As I try to do every election, I attended my constituency’s hustings, this is such a brilliant opportunity to witness politics and the questions were really thoughtful and relevant. The hustings takes place in our town’s largest community building and is always full. We are not a marginal seat, one of the safest conservative seats in the country but there is respectful and considered debate. Interestingly, our mp who works hard for his constituency, disagreed with many conservative actions and policies because of their direct, negative impact on his constituency as a very large rural area. On issues such as education funding, NHS cuts, public transport links, affordable housing there was a consensus among the panel representing conservatives, labour, liberal democrats and greens. In fact there were few opposing views in the hustings except on Brexit, where our mp was a prominent leave campaigner and the Lib Dem candidate rejected the party line. The standout star of the evening was the Green candidate, he wowed us all and gave us a glimpse of what politics could look like if we moved away from the two party alternation of power. His ideas on health, housing, education were superb and his performance has really had me reflecting on our political system and how we could develop a more collaborative approach to politics. This collaboration was something highlighted by all the candidates to address the real issues facing our country, most notably social care. I was impressed by the Labour candidate too, I think she may be a rising star in the party just not in our constituency.
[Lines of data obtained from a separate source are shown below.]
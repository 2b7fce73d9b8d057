//! Outward-facing commands.
//!
//! Every command resolves once the backend accepted or refused it. What the
//! operation then does is only observed through the event pump. Commands on
//! the same target (drive path or job id) run one at a time.

use std::collections::HashMap;
use std::sync::{Arc, Mutex, PoisonError};

use tokio::sync::{Mutex as AsyncMutex, OwnedMutexGuard};
use tracing::{debug, info, warn};

use super::backend::DiscBackend;
use super::error::{BackendError, OrchestratorError, Result};
use super::job::{Applied, Job};
use super::models::{BlankMode, FormatMode, JobId, JobKind};
use super::project::{BurnOptions, Project};
use super::registry::DeviceRegistry;
use super::sync::SubscriptionManager;
use super::tracker::JobTracker;

pub struct CommandDispatcher {
    backend: Arc<dyn DiscBackend>,
    tracker: Arc<JobTracker>,
    registry: Arc<DeviceRegistry>,
    subscriptions: Arc<SubscriptionManager>,
    locks: TargetLocks,
}

impl CommandDispatcher {
    pub fn new(
        backend: Arc<dyn DiscBackend>,
        tracker: Arc<JobTracker>,
        registry: Arc<DeviceRegistry>,
        subscriptions: Arc<SubscriptionManager>,
    ) -> Self {
        Self {
            backend,
            tracker,
            registry,
            subscriptions,
            locks: TargetLocks::default(),
        }
    }

    pub async fn start_burn(
        &self,
        project: &Project,
        device_path: &str,
        options: &BurnOptions,
    ) -> Result<JobId> {
        let _guard = self.locks.acquire(device_path).await;
        let _launch = self.tracker.reserve_launch(JobKind::Burn, device_path)?;
        self.tracker.append_log(format!(
            "Starting burn of '{}' ({} entries) on {device_path}",
            project.name,
            project.entries.len()
        ));

        match self
            .backend
            .start_burn(project, device_path, options)
            .await
        {
            Ok(id) => {
                self.launched(Job::new(id.clone(), JobKind::Burn, device_path))
                    .await;
                Ok(id)
            }
            Err(err) => Err(self.launch_failed(JobKind::Burn, device_path, err)),
        }
    }

    pub async fn blank_disc(&self, device_path: &str, mode: BlankMode) -> Result<JobId> {
        let _guard = self.locks.acquire(device_path).await;
        let _launch = self.tracker.reserve_launch(JobKind::Blank, device_path)?;
        self.tracker
            .append_log(format!("Blanking disc in {device_path} (mode: {mode})"));

        let assigned = self.backend.blank_disc(device_path, mode).await;
        self.resolve_launch(JobKind::Blank, device_path, assigned)
            .await
    }

    pub async fn format_disc(&self, device_path: &str, mode: FormatMode) -> Result<JobId> {
        let _guard = self.locks.acquire(device_path).await;
        let _launch = self.tracker.reserve_launch(JobKind::Format, device_path)?;
        self.tracker
            .append_log(format!("Formatting disc in {device_path} (mode: {mode})"));

        let assigned = self.backend.format_disc(device_path, mode).await;
        self.resolve_launch(JobKind::Format, device_path, assigned)
            .await
    }

    async fn resolve_launch(
        &self,
        kind: JobKind,
        device_path: &str,
        assigned: std::result::Result<Option<JobId>, BackendError>,
    ) -> Result<JobId> {
        match assigned {
            Ok(Some(id)) => {
                self.launched(Job::new(id.clone(), kind, device_path)).await;
                Ok(id)
            }
            Ok(None) => {
                let mut job = Job::new(Job::synthesize_id(kind), kind, device_path);
                job.local_id = true;
                let id = job.id.clone();
                debug!(job_id = %id, "Backend assigned no id, using a local one");
                self.launched(job).await;
                Ok(id)
            }
            Err(err) => Err(self.launch_failed(kind, device_path, err)),
        }
    }

    async fn launched(&self, job: Job) {
        let device_path = job.device_path.clone();
        info!(job_id = %job.id, kind = %job.kind, device = %device_path, "Operation accepted");
        let launched = self.tracker.launch_succeeded(job);
        for event in &launched.replayed {
            self.subscriptions.publish(event);
        }
        if launched.applied == Applied::Finished && self.registry.is_selected(&device_path) {
            self.registry.refresh().await;
        }
    }

    /// The initiating command failed: record a terminal job so the caller
    /// sees the operation did not proceed.
    fn launch_failed(&self, kind: JobKind, device_path: &str, err: BackendError) -> OrchestratorError {
        warn!(kind = %kind, device = %device_path, error = %err, "Operation refused by backend");
        let mut job = Job::failed_to_start(
            Job::synthesize_id(kind),
            kind,
            device_path,
            err.to_string(),
        );
        job.local_id = true;
        self.tracker.launch_failed(job);
        OrchestratorError::from_command(err)
    }

    /// Ask the backend to cancel the current job.
    ///
    /// A no-op when there is no active job with a backend id. The job only
    /// becomes `cancelled` once the backend reports it.
    pub async fn cancel_burn(&self) -> Result<()> {
        let Some(job) = self.tracker.job() else {
            debug!("Cancel requested with no current job");
            return Ok(());
        };
        if !job.is_busy() || job.cancel_requested {
            debug!(job_id = %job.id, state = %job.state, "Nothing to cancel");
            return Ok(());
        }
        if job.local_id {
            self.tracker
                .append_log("This operation cannot be cancelled once started.");
            return Ok(());
        }

        let _guard = self.locks.acquire(&job.id).await;
        match self.backend.cancel_burn(&job.id).await {
            Ok(()) => {
                info!(job_id = %job.id, "Cancellation requested");
                self.tracker.mark_cancel_requested(&job.id);
                self.tracker.append_log("Cancellation requested...");
                Ok(())
            }
            Err(BackendError::JobNotFound(_)) => {
                warn!(job_id = %job.id, "Backend does not know the job being cancelled");
                self.tracker.drop_stale(&job.id);
                Ok(())
            }
            Err(err) => {
                warn!(job_id = %job.id, error = %err, "Cancel refused");
                self.tracker.append_log(format!("Cancel failed: {err}"));
                Err(OrchestratorError::from_command(err))
            }
        }
    }

    /// Eject the disc in `device_path`. Refused while a job runs on it.
    pub async fn eject_disc(&self, device_path: &str) -> Result<()> {
        let _guard = self.locks.acquire(device_path).await;
        if self.tracker.busy_on(device_path) {
            warn!(device = %device_path, "Refusing to eject during an active operation");
            return Err(OrchestratorError::DeviceBusy {
                device: device_path.to_string(),
            });
        }

        self.registry.eject(device_path).await.inspect_err(|err| {
            warn!(device = %device_path, error = %err, "Eject failed");
        })
    }
}

/// One async mutex per command target.
#[derive(Default)]
struct TargetLocks {
    inner: Mutex<HashMap<String, Arc<AsyncMutex<()>>>>,
}

impl TargetLocks {
    async fn acquire(&self, target: &str) -> OwnedMutexGuard<()> {
        let lock = {
            let mut map = self.inner.lock().unwrap_or_else(PoisonError::into_inner);
            // Entries nobody holds or waits on are only referenced by the map.
            map.retain(|_, lock| Arc::strong_count(lock) > 1);
            map.entry(target.to_string()).or_default().clone()
        };
        lock.lock_owned().await
    }

    #[cfg(test)]
    fn len(&self) -> usize {
        self.inner.lock().unwrap_or_else(PoisonError::into_inner).len()
    }
}
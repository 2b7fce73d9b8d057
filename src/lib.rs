pub mod adapters;
pub mod config;
pub mod context;
pub mod core;
pub mod logging;
pub mod rpc;
//! Tracing setup for the daemon and the client commands.
//!
//! `RUST_LOG` overrides the default filter of `xburn=info` (`xburn=debug`
//! when verbose).

use std::sync::atomic::{AtomicU64, Ordering};
use std::time::{Duration, Instant};

use tracing::Level;
use tracing_subscriber::{
    EnvFilter,
    fmt::{self, format::FmtSpan},
    layer::SubscriberExt,
    util::SubscriberInitExt,
};

#[derive(Debug, Clone, Copy, Default)]
pub struct LogConfig {
    /// One JSON object per line instead of human readable output.
    pub json: bool,
    pub verbose: bool,
}

fn default_filter(verbose: bool) -> String {
    let level = if verbose { Level::DEBUG } else { Level::INFO };
    format!("xburn={}", level.as_str().to_lowercase())
}

/// Install the global subscriber. Call once, after the config is loaded.
pub fn init(config: LogConfig) {
    let env_filter = EnvFilter::try_from_default_env()
        .unwrap_or_else(|_| EnvFilter::new(default_filter(config.verbose)));

    // A second init (tests, embedding) keeps the first subscriber.
    let result = if config.json {
        tracing_subscriber::registry()
            .with(env_filter)
            .with(
                fmt::layer()
                    .json()
                    .with_span_events(FmtSpan::CLOSE)
                    .with_current_span(true)
                    .with_target(true),
            )
            .try_init()
    } else {
        tracing_subscriber::registry()
            .with(env_filter)
            .with(
                fmt::layer()
                    .with_target(false)
                    .with_thread_ids(false)
                    .with_file(false)
                    .with_line_number(false),
            )
            .try_init()
    };
    if let Err(err) = result {
        tracing::debug!(error = %err, "Tracing subscriber already installed");
    }
}

/// Lets at most one message through per interval. Progress updates from a
/// burn arrive several times a second; the log only needs a sample.
pub struct LogThrottle {
    interval_ms: u64,
    last_ms: AtomicU64,
    start: Instant,
}

const NEVER: u64 = u64::MAX;

impl LogThrottle {
    pub fn new(interval: Duration) -> Self {
        Self {
            interval_ms: interval.as_millis() as u64,
            last_ms: AtomicU64::new(NEVER),
            start: Instant::now(),
        }
    }

    pub fn should_log(&self) -> bool {
        let now = self.start.elapsed().as_millis() as u64;
        let last = self.last_ms.load(Ordering::Relaxed);
        if last != NEVER && now.saturating_sub(last) < self.interval_ms {
            return false;
        }
        // Losing the race means another thread just logged.
        self.last_ms
            .compare_exchange(last, now, Ordering::Relaxed, Ordering::Relaxed)
            .is_ok()
    }

    pub fn reset(&self) {
        self.last_ms.store(NEVER, Ordering::Relaxed);
    }
}
//! JSON-RPC 2.0 surface through which the UI drives the orchestrator.
//!
//! - `protocol`: request/response types and error codes
//! - `transport`: TCP listener with newline-delimited framing
//! - `methods`: method table over the [`Orchestrator`]
//! - `client`: the other end, used by the CLI

pub mod client;
pub mod methods;
pub mod protocol;
mod transport;

use std::io;
use std::net::SocketAddr;
use std::sync::Arc;

use tokio_util::sync::CancellationToken;

use crate::core::Orchestrator;
use transport::Transport;

pub use client::{ClientError, RpcClient};
pub use methods::MethodHandler;
pub use protocol::{Request, Response, RpcError};

pub struct RpcServer {
    transport: Transport,
}

impl RpcServer {
    /// Bind the listening socket. Port 0 picks a free port.
    pub async fn bind(orchestrator: Arc<Orchestrator>, addr: SocketAddr) -> io::Result<Self> {
        let transport = Transport::bind(addr, MethodHandler::new(orchestrator)).await?;
        Ok(Self { transport })
    }

    pub fn local_addr(&self) -> io::Result<SocketAddr> {
        self.transport.local_addr()
    }

    /// Serve until `shutdown` is cancelled.
    pub async fn serve(&self, shutdown: CancellationToken) {
        self.transport.listen(shutdown).await
    }
}
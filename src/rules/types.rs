use chrono::{DateTime, Utc};
use std::fmt;

/// Categories of provider policy rules mined from documents
#[derive(Debug, Clone, Copy, PartialEq, Eq, Hash)]
pub enum RuleType {
    PriorAuthorization,
    TimelyFiling,
    Appeals,
    Claims,
    /// Catch-all for rules from the analysis backend that fit no
    /// configured pattern group; never produced by pattern mining
    Other,
}

impl RuleType {
    /// Stable identifier used in the sink and in log fields
    pub fn as_str(&self) -> &'static str {
        match self {
            RuleType::PriorAuthorization => "prior_authorization",
            RuleType::TimelyFiling => "timely_filing",
            RuleType::Appeals => "appeals",
            RuleType::Claims => "claims",
            RuleType::Other => "other",
        }
    }

}

impl fmt::Display for RuleType {
    fn fmt(&self, f: &mut fmt::Formatter<'_>) -> fmt::Result {
        f.write_str(self.as_str())
    }
}

/// Geographic applicability of a rule
///
/// Inferred from the rule's span text plus nearby context. Absence of any
/// signal is `Unspecified`, never a guess.
#[derive(Debug, Clone, PartialEq, Eq)]
pub enum GeographicScope {
    /// Applies everywhere ("all states", "nationwide", commercial plans)
    National,
    /// A single named state
    State(String),
    /// A named region, zone, service area, or multi-state group
    Regional(String),
    /// No geographic signal in or around the span
    Unspecified,
}

impl GeographicScope {
    pub fn as_str(&self) -> &str {
        match self {
            GeographicScope::National => "national",
            GeographicScope::State(s) => s,
            GeographicScope::Regional(r) => r,
            GeographicScope::Unspecified => "unspecified",
        }
    }

    /// Stable category label for the sink
    pub fn kind(&self) -> &'static str {
        match self {
            GeographicScope::National => "national",
            GeographicScope::State(_) => "state",
            GeographicScope::Regional(_) => "regional",
            GeographicScope::Unspecified => "unspecified",
        }
    }
}

impl fmt::Display for GeographicScope {
    fn fmt(&self, f: &mut fmt::Formatter<'_>) -> fmt::Result {
        f.write_str(self.as_str())
    }
}

/// A rule span mined from one page, before quality filtering
#[derive(Debug, Clone)]
pub struct CandidateRule {
    pub rule_type: RuleType,
    /// The bounded span of policy text
    pub text: String,
    /// 1-based page the span came from
    pub page_number: u32,
    /// Deterministic score in [0, 1]
    pub confidence: f64,
    pub scope: GeographicScope,
}

/// A rule that survived quality filtering, ready for the sink
#[derive(Debug, Clone)]
pub struct Rule {
    pub payer: String,
    pub document_url: String,
    pub document_fingerprint: String,
    pub rule_type: RuleType,
    pub text: String,
    pub page_number: u32,
    pub confidence: f64,
    pub scope: GeographicScope,
    pub extracted_at: DateTime<Utc>,
}

impl Rule {
    pub fn from_candidate(
        candidate: CandidateRule,
        payer: &str,
        document_url: &str,
        fingerprint: &str,
    ) -> Self {
        Self {
            payer: payer.to_string(),
            document_url: document_url.to_string(),
            document_fingerprint: fingerprint.to_string(),
            rule_type: candidate.rule_type,
            text: candidate.text,
            page_number: candidate.page_number,
            confidence: candidate.confidence,
            scope: candidate.scope,
            extracted_at: Utc::now(),
        }
    }
}
//! Payerscope: a policy-document mining pipeline for payer provider portals
//!
//! This crate crawls allow-listed healthcare-payer portals breadth-first,
//! downloads candidate policy documents (PDF, HTML), extracts their text with
//! an engine fallback chain, and mines typed rule records (prior
//! authorization, timely filing, appeals, claims) with confidence scores and
//! geographic scope.

pub mod backend;
pub mod config;
pub mod crawl;
pub mod extract;
pub mod fetch;
pub mod filter;
pub mod pipeline;
pub mod rules;
pub mod sink;
pub mod url;

use thiserror::Error;

/// Main error type for payerscope operations
#[derive(Debug, Error)]
pub enum PipelineError {
    #[error("Configuration error: {0}")]
    Config(#[from] ConfigError),

    #[error("HTTP error for {url}: {source}")]
    Http { url: String, source: reqwest::Error },

    #[error("Request timeout for {url}")]
    Timeout { url: String },

    #[error("Render error for {url}: {message}")]
    Render { url: String, message: String },

    #[error("Sink error: {0}")]
    Sink(#[from] sink::SinkError),

    #[error("Database error: {0}")]
    Database(#[from] rusqlite::Error),

    #[error("URL error: {0}")]
    UrlError(#[from] UrlError),

    #[error("URL parse error: {0}")]
    UrlParse(#[from] ::url::ParseError),

    #[error("HTTP client error: {0}")]
    Reqwest(#[from] reqwest::Error),

    #[error("Extraction engine error: {0}")]
    Engine(#[from] extract::EngineError),

    #[error("Document backend error: {0}")]
    Backend(#[from] backend::BackendError),

    #[error("IO error: {0}")]
    Io(#[from] std::io::Error),
}

/// Configuration-specific errors
///
/// A malformed pattern set is deliberately a configuration error: a broken
/// pattern silently under-extracts everything downstream, so the run must
/// abort before any network activity starts.
#[derive(Debug, Error)]
pub enum ConfigError {
    #[error("Failed to read config file: {0}")]
    Io(#[from] std::io::Error),

    #[error("Failed to parse TOML: {0}")]
    Parse(#[from] toml::de::Error),

    #[error("Validation error: {0}")]
    Validation(String),

    #[error("Invalid URL in config: {0}")]
    InvalidUrl(String),

    #[error("Invalid rule pattern for {rule_type}: {message}")]
    InvalidPattern { rule_type: String, message: String },
}

/// URL-specific errors
#[derive(Debug, Error)]
pub enum UrlError {
    #[error("Failed to parse URL: {0}")]
    Parse(String),

    #[error("Invalid URL scheme: {0}")]
    InvalidScheme(String),

    #[error("Missing domain in URL")]
    MissingDomain,

    #[error("Malformed URL: {0}")]
    Malformed(String),
}

/// Per-unit failure kinds counted by the orchestrator
///
/// Every variant maps to a "record and continue" path; none of these is
/// fatal to a run.
#[derive(Debug, Clone, Copy, PartialEq, Eq, Hash)]
pub enum FailureKind {
    /// Timeout, DNS failure, or HTTP >= 400
    Network,
    /// Dynamic-content rendering failed or no renderer was configured
    Render,
    /// Unexpected content type or size ceiling exceeded
    UnsupportedFormat,
    /// Both extraction engines failed a page
    Extraction,
}

/// Result type alias for payerscope operations
pub type Result<T> = std::result::Result<T, PipelineError>;

/// Result type alias for configuration operations
pub type ConfigResult<T> = std::result::Result<T, ConfigError>;

/// Result type alias for URL operations
pub type UrlResult<T> = std::result::Result<T, UrlError>;

// Re-export commonly used types
pub use config::{Config, PayerProfile};
pub use rules::{CandidateRule, GeographicScope, Rule, RuleType};
pub use url::{extract_domain, is_allowed_domain, normalize_url};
So now a little prediction for fun! I don’t think the political map will change significantly in this election. The opinion polls have been varied and I think the conservatives will be the largest party but not with the landslide they were predicting at the start of the campaign. I don’t see significant gains for the liberal democrats and think the labour party will actually be even more confused about its future, Corbyn has had a positive campaign and he does have a vision and philosophy which he has shared far more than May. He is a marmite leader but the Labour party needs a leader who unifies. In my little opinion, we’ll have another conservative government but I also think there will be another election before the next scheduled in 2022. I’ll update this post with the results after my all nighter on Thursday, I love election night (well not Brexit night!)